Common use of Performance of Obligations and Advances by Administrative Agent or Lenders Clause in Contracts

Performance of Obligations and Advances by Administrative Agent or Lenders. On failure of any Pledgor to perform any of the covenants and agreements contained herein, the Administrative Agent may, at its sole option and in its sole discretion, perform or cause to be performed the same and in so doing may expend such sums as the Administrative Agent may reasonably deem advisable in the performance thereof, including, without limitation, the payment of any insurance premiums, the payment of any taxes, a payment to obtain a release of a Lien or potential Lien, expenditures made in defending against any adverse claim and all other expenditures which the Administrative Agent may make for the protection of the security hereof or which may be compelled to make by operation of law. All such sums and amounts so expended shall be repayable by the Pledgors on a joint and several basis (subject to Section 25 hereof) promptly upon timely notice thereof and demand therefor, shall constitute additional Secured Obligations and shall bear interest from the date said amounts are expended at the Default Rate specified in the Credit Agreement for Loans that are Base Rate Revolving Loans.
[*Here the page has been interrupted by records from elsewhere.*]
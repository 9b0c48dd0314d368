//! Data access port trait.

use crate::domain::dataset::Dataset;
use crate::domain::error::DashboardError;
use crate::domain::sentiment::SentimentObservation;
use crate::domain::trade::RawTrade;

pub trait DataPort {
    fn load_sentiment(&self) -> Result<Vec<SentimentObservation>, DashboardError>;

    fn load_trades(&self) -> Result<Vec<RawTrade>, DashboardError>;

    /// Load both sources and join them by date.
    ///
    /// A ledger whose rows all predate the sentiment history is an error.
    fn load_dataset(&self) -> Result<Dataset, DashboardError> {
        let sentiment = self.load_sentiment()?;
        let trades = self.load_trades()?;
        let dataset = Dataset::join(sentiment, trades);
        if dataset.trades.is_empty() && dataset.raw_trade_count > 0 {
            return Err(DashboardError::EmptyDataset);
        }
        tracing::info!(
            sentiment_rows = dataset.sentiment.len(),
            trades = dataset.trades.len(),
            dropped = dataset.dropped_trade_count(),
            "dataset loaded"
        );
        if dataset.dropped_trade_count() > 0 {
            tracing::warn!(
                dropped = dataset.dropped_trade_count(),
                "trades without prior sentiment reading were dropped"
            );
        }
        Ok(dataset)
    }
}
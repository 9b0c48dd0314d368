//! Per-sentiment trade metrics: win and loss counts, profit factor and Sharpe ratio.

use super::aggregate::{GroupStats, best_by, group_by};
use super::sentiment::Sentiment;
use super::stats::{self, present};
use super::trade::TradeRecord;

#[derive(Debug, Clone, PartialEq)]
pub struct Metrics {
    pub total_pnl: f64,
    pub avg_pnl: Option<f64>,
    pub volatility: Option<f64>,
    pub trade_count: usize,
    pub avg_magnitude: Option<f64>,
    pub win_rate: f64,
    pub avg_size: Option<f64>,
    pub sharpe_ratio: Option<f64>,
    pub trades_won: usize,
    pub trades_lost: usize,
    pub trades_breakeven: usize,
    /// Gross wins over gross losses; infinite when nothing was lost.
    pub profit_factor: f64,
    pub avg_win: f64,
    pub avg_loss: f64,
    pub largest_win: f64,
    pub largest_loss: f64,
}

impl Metrics {
    pub fn compute(trades: &[&TradeRecord]) -> Self {
        let group = GroupStats::compute(trades);
        let magnitudes = present(trades.iter().map(|t| t.magnitude()));

        let mut trades_won = 0usize;
        let mut trades_lost = 0usize;
        let mut trades_breakeven = 0usize;
        let mut total_wins = 0.0_f64;
        let mut total_losses = 0.0_f64;
        let mut largest_win = 0.0_f64;
        let mut largest_loss = 0.0_f64;

        for pnl in trades.iter().filter_map(|t| t.net_pnl) {
            if pnl > 0.0 {
                trades_won += 1;
                total_wins += pnl;
                if pnl > largest_win {
                    largest_win = pnl;
                }
            } else if pnl < 0.0 {
                trades_lost += 1;
                total_losses += pnl.abs();
                if pnl.abs() > largest_loss {
                    largest_loss = pnl.abs();
                }
            } else {
                trades_breakeven += 1;
            }
        }

        let profit_factor = if total_losses > 0.0 {
            total_wins / total_losses
        } else if total_wins > 0.0 {
            f64::INFINITY
        } else {
            0.0
        };

        let avg_win = if trades_won > 0 {
            total_wins / trades_won as f64
        } else {
            0.0
        };

        let avg_loss = if trades_lost > 0 {
            total_losses / trades_lost as f64
        } else {
            0.0
        };

        Metrics {
            total_pnl: group.total_pnl,
            avg_pnl: group.avg_pnl,
            volatility: group.std_pnl,
            trade_count: group.trade_count,
            avg_magnitude: stats::mean(&magnitudes),
            win_rate: group.win_rate,
            avg_size: group.avg_size,
            sharpe_ratio: group.sharpe(),
            trades_won,
            trades_lost,
            trades_breakeven,
            profit_factor,
            avg_win,
            avg_loss,
            largest_win,
            largest_loss,
        }
    }
}

/// Scores in 0..=100 for comparing buckets on one scale.
#[derive(Debug, Clone, Copy, PartialEq)]
pub struct Profile {
    pub win_rate: f64,
    /// Sharpe mapped from -2..=2 onto 0..=100.
    pub sharpe: Option<f64>,
    /// Average magnitude relative to the largest bucket.
    pub magnitude: Option<f64>,
}

#[derive(Debug, Clone, PartialEq)]
pub struct SentimentMetrics {
    /// Buckets with trades, in bucket order.
    pub rows: Vec<(Sentiment, Metrics)>,
    pub best_overall: Option<Sentiment>,
    pub best_sharpe: Option<Sentiment>,
    pub best_win_rate: Option<Sentiment>,
}

impl SentimentMetrics {
    pub fn compute(trades: &[&TradeRecord]) -> Self {
        let groups = group_by(trades, |t| Some(t.sentiment));
        let rows: Vec<(Sentiment, Metrics)> = groups
            .iter()
            .map(|(s, g)| (*s, Metrics::compute(g)))
            .collect();
        let stats: Vec<(Sentiment, GroupStats)> = groups
            .iter()
            .map(|(s, g)| (*s, GroupStats::compute(g)))
            .collect();

        Self {
            best_overall: best_by(&stats, |g| Some(g.total_pnl)),
            best_sharpe: best_by(&stats, GroupStats::sharpe),
            best_win_rate: best_by(&stats, |g| Some(g.win_rate)),
            rows,
        }
    }

    pub fn profiles(&self) -> Vec<(Sentiment, Profile)> {
        let top_magnitude = self
            .rows
            .iter()
            .filter_map(|(_, m)| m.avg_magnitude)
            .reduce(f64::max);
        self.rows
            .iter()
            .map(|(s, m)| {
                let profile = Profile {
                    win_rate: m.win_rate,
                    sharpe: m.sharpe_ratio.map(|v| ((v + 2.0) / 4.0 * 100.0).clamp(0.0, 100.0)),
                    magnitude: match (m.avg_magnitude, top_magnitude) {
                        (Some(v), Some(top)) => stats::safe_ratio(v, top).map(|r| r * 100.0),
                        _ => None,
                    },
                };
                (*s, profile)
            })
            .collect()
    }

    pub fn get(&self, sentiment: Sentiment) -> Option<&Metrics> {
        self.rows
            .iter()
            .find(|(s, _)| *s == sentiment)
            .map(|(_, m)| m)
    }
}
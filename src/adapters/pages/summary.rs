use super::dashboard::correlation_strength;
use super::{PageContext, kpi_cards, section, sentiment_label, table};
use crate::adapters::format::{MISSING, count, currency, currency_opt, pct};
use crate::domain::aggregate::{GroupStats, Overview, best_by, by_sentiment, sentiment_pnl_correlation, worst_by};
use crate::domain::sentiment::Sentiment;
use crate::domain::trade::TradeRecord;

/// Headline facts about the loaded data and the current selection.
#[derive(Debug, Clone, PartialEq)]
pub struct DatasetSummary {
    pub overview: Overview,
    pub date_range: Option<(chrono::NaiveDate, chrono::NaiveDate)>,
    pub best: Option<Sentiment>,
    pub worst: Option<Sentiment>,
    pub correlation: Option<f64>,
}

impl DatasetSummary {
    pub fn compute(trades: &[&TradeRecord]) -> Self {
        let buckets: Vec<(Sentiment, GroupStats)> = by_sentiment(trades)
            .into_iter()
            .filter(|(_, g)| g.trade_count > 0)
            .collect();
        let first = trades.iter().map(|t| t.date).min();
        let last = trades.iter().map(|t| t.date).max();
        Self {
            overview: Overview::compute(trades),
            date_range: first.zip(last),
            best: best_by(&buckets, |g| Some(g.total_pnl)),
            worst: worst_by(&buckets, |g| Some(g.total_pnl)),
            correlation: sentiment_pnl_correlation(trades),
        }
    }
}

pub struct SummaryView<'a> {
    ctx: &'a PageContext<'a>,
}

impl<'a> SummaryView<'a> {
    pub fn new(ctx: &'a PageContext<'a>) -> Self {
        Self { ctx }
    }

    pub fn fragment(&self) -> String {
        let summary = DatasetSummary::compute(&self.ctx.trades);
        let dataset = self.ctx.dataset;

        let range = summary
            .date_range
            .map(|(a, b)| format!("{} to {}", a, b))
            .unwrap_or_else(|| MISSING.to_string());
        let mut html = kpi_cards(&[
            ("Total Trades", count(summary.overview.total_trades)),
            ("Date Range", range),
            ("Net PnL", currency(summary.overview.total_pnl)),
            ("Win Rate", pct(summary.overview.win_rate)),
            ("Best Sentiment", sentiment_label(summary.best)),
            ("Worst Sentiment", sentiment_label(summary.worst)),
        ]);
        let correlation = match summary.correlation {
            Some(r) => format!("{:.3} ({})", r, correlation_strength(r)),
            None => MISSING.to_string(),
        };
        html.push_str(&format!(
            "<p class=\"insight\">Index–PnL correlation: {}</p>",
            correlation
        ));

        let loaded_range = dataset
            .date_bounds()
            .map(|(a, b)| format!("{} to {}", a, b))
            .unwrap_or_else(|| MISSING.to_string());
        let rows = vec![
            vec!["Ledger rows read".to_string(), count(dataset.raw_trade_count)],
            vec!["Trades joined with sentiment".to_string(), count(dataset.trades.len())],
            vec!["Trades without sentiment (dropped)".to_string(), count(dataset.dropped_trade_count())],
            vec!["Sentiment days".to_string(), count(dataset.sentiment.len())],
            vec!["Loaded date range".to_string(), loaded_range],
            vec!["Avg PnL / trade (selection)".to_string(), currency_opt(summary.overview.avg_pnl)],
            vec!["Volume (selection)".to_string(), currency(summary.overview.total_volume)],
        ];
        html.push_str(&table(&["Dataset", "Value"], &rows));
        section("Overview", &html)
    }
}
No such performance of any covenant or agreement by the Administrative Agent on behalf of any Pledgor, and no such advance or expenditure therefor, shall relieve the Pledgors of any default under the terms of this Pledge Agreement, the other Loan Documents or any other documents relating to the Secured Obligations. The Administrative Agent may make any payment hereby authorized in accordance with any xxxx, statement or estimate procured from the appropriate public office or holder of the claim to be discharged without inquiry into the accuracy of such xxxx, statement or estimate or into the validity of any tax assessment, sale, forfeiture, tax lien, title or claim except to the extent such payment is being contested in good faith by a Pledgor in appropriate proceedings and against which adequate reserves are being maintained in accordance with GAAP.

Appears in 6 contracts

Samples: Security Agreement (Ryman Hospitality Properties, Inc.), Credit Agreement (Ryman Hospitality Properties, Inc.), Pledge Agreement (Ryman Hospitality Properties, Inc.)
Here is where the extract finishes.